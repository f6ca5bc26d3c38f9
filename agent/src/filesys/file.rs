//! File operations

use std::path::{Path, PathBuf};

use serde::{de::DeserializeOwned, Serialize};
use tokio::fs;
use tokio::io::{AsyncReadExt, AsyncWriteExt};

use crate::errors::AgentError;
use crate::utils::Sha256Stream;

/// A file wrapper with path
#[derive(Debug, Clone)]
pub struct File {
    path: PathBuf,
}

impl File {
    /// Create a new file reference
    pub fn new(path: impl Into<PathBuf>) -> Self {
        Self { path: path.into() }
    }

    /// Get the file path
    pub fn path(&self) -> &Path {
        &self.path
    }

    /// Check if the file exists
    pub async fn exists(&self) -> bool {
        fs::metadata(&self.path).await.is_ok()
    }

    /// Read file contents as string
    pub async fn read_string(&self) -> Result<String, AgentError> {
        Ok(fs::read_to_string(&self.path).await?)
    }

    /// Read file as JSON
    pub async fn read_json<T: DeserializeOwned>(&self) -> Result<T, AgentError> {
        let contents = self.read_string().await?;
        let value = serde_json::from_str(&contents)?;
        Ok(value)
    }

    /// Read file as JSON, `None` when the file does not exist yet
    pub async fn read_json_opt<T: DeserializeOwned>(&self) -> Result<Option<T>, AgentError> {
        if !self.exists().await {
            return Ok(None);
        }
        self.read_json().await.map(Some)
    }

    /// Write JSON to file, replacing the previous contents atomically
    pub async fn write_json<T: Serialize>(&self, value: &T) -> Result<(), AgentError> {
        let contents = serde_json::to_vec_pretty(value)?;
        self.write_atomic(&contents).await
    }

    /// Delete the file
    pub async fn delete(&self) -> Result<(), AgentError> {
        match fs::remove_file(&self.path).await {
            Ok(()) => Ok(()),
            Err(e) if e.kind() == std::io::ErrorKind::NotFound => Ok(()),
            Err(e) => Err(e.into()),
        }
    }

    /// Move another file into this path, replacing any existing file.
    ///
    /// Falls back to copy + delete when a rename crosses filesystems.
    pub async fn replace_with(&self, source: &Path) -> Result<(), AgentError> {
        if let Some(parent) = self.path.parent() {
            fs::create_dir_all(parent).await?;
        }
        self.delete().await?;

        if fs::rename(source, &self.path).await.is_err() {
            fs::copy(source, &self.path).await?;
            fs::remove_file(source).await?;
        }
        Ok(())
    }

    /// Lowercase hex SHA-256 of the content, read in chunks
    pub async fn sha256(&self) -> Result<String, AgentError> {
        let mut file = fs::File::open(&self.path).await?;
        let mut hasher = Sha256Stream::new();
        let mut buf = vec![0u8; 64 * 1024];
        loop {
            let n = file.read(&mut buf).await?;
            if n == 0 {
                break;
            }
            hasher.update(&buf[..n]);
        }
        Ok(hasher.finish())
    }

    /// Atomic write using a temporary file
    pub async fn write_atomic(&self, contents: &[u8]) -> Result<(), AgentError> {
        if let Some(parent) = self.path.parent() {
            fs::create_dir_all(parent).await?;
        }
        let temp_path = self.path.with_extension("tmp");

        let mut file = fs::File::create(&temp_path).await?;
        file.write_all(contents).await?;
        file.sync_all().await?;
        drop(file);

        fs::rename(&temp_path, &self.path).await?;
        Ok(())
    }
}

_ _ _ _

» **Work request**
Look for the string "rename" in the entries above. Copy every line that has it.

» **Response to the exercise**
    /// Falls back to copy + delete when a rename crosses filesystems.
        if fs::rename(source, &self.path).await.is_err() {
        fs::rename(&temp_path, &self.path).await?;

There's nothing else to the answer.